Petit texte :
"C’est justement devant une de ces croix, érigée
près de la source où se dresse aujourd’hui l’église
Saint Thibault que les Kuldés s’arrêtèrent
auprès de trois baraques et une source où les malades,
venus de loin, plongeaient leurs pattes et buvaient pour guérir,
car c’était une source guérisseuse où l’on
venait depuis le fond des temps. Cette croix était curieusement
sculptée dans un seul bloc, elle était constituée
par un disque de pierres fort épais dans lequel on avait simplement
percé quatre trous pour dégager grossièrement une
croix à quatre branches égales, … Si on regardait
mieux, on voyait que la face de la croix avait été gravée
d’entrelacs et, si on se penchait encore plus près, on
découvrait que ces entrelacs étaient des serpents adroitement
entremêlés. Mais les gravures étaient tellement
rongées par les intempéries qu’elles étaient
presque illisibles. Jehan ne put s’empêcher de dire :
- Pas de la rosée de ce matin qu’elle est, cette croix-là
!
Les autres rirent en disant :
- Elle est encore plus vieille que ça, lapin !

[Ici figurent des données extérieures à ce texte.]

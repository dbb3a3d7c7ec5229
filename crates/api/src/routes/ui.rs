//! Web form routes

use askama::Template;
use axum::{
    extract::{Query, State},
    response::{Html, Redirect},
    Form,
};
use serde::Deserialize;

use crate::error::AppError;
use crate::AppState;
use storage::Record;

/// Record table plus entry form
#[derive(Template)]
#[template(path = "index.html")]
struct IndexTemplate<'a> {
    records: &'a [Record],
}

/// Entry form fields, from the urlencoded body or the query string
#[derive(Debug, Default, Deserialize)]
pub struct RecordForm {
    #[serde(rename = "deviceName")]
    pub device_name: Option<String>,
    pub voltage: Option<String>,
    pub date: Option<String>,
}

impl RecordForm {
    /// Body values win over query values; a field missing from both is empty.
    fn merge(body: RecordForm, query: RecordForm) -> (String, String, String) {
        (
            body.device_name.or(query.device_name).unwrap_or_default(),
            body.voltage.or(query.voltage).unwrap_or_default(),
            body.date.or(query.date).unwrap_or_default(),
        )
    }
}

/// Render all records
pub async fn index(State(state): State<AppState>) -> Result<Html<String>, AppError> {
    let records = state.store.list_records().await.map_err(AppError::List)?;
    let page = IndexTemplate { records: &records }.render()?;

    Ok(Html(page))
}

/// Store a submitted record and send the browser back to the list
///
/// A body that is not a urlencoded form is treated as empty rather than
/// rejected.
pub async fn create_record(
    State(state): State<AppState>,
    query: Option<Query<RecordForm>>,
    body: Option<Form<RecordForm>>,
) -> Result<Redirect, AppError> {
    let (device_name, voltage, date) = RecordForm::merge(
        body.map(|Form(form)| form).unwrap_or_default(),
        query.map(|Query(form)| form).unwrap_or_default(),
    );

    state
        .store
        .append_record(&device_name, &voltage, &date)
        .await
        .map_err(AppError::Save)?;

    Ok(Redirect::to("/"))
}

Alors, le Gallo ordonna la halte pour le casse-croûte. Il emmena
Jehan près de la croix.
- C’est la croix druidique dont le prophète t’a parlé.
Elle a été sculptée avant la naissance du Christ…
- Pas possible ? souffla Jehan. Et le maître parla :
- Voilà bien le moment de t’affranchir, et cette croix
se trouve là bien à propos. L’ensemble des connaissances
druidiques de la terre et du ciel a déterminé un théogonie
révélant à qui veux les connaître les origines
de la vie, la croyance en la survivance de l’âme, la vie
éternelle, le Dieu unique et la rapports entre la divinité
et le magnétisme solaire, terrestre, humain, animal, végétal
et minéral. Deux figures résument en partie cet héritage
: le zodiaque et la croix druidique. Le zodiaque ? va te faire lenlaire,
je t’en parlerai en temps voulu, peut-être quand nous passerons
à Saulieu le « lieu du Soleil ». Mais d’abord
la croix druidique. Les gens d’ici l’ayant trouvée,
près de cette source sacrée, l’ont mise sur un socle
et la saluent comme le symbole du Christ rédempteur, mais ça
vient de plus loin que ça.
Le maître venait de sortir son équerre et son compas. Il
traça dans la poussière du chemin trois circonférences
concentriques dont chacune avait un diamètre triple du précédent
:
- Le premier cercle, le plus grand, de diamètre 81, est le cercle
de Keugant, dit-il. C’est le chaos où rien n’existe
que Dieu. Bon ! c’est de Keugant que le Dieu unique fait sortir
les âmes, ces âmes passent alors dans le second cercle qui
est celui d’Abred, de diamètre 27. C’est le cercle
de la vie terrestre, où les âmes jouent leur destinée
entre le Bien et le Mal, et alors, selon le choix qu’elles auront
fait, elles retourneront dans le premier cercle du néant, celui
de Keugant, ou bien elles s’élèveront dans le troisième
cercle de Gwenwed, de diamètre 9, celui de l’ascension
suprême auprès de Dieu. C’est la victoire définitive
sur la bestialité et les tentations rencontrées dans Abred.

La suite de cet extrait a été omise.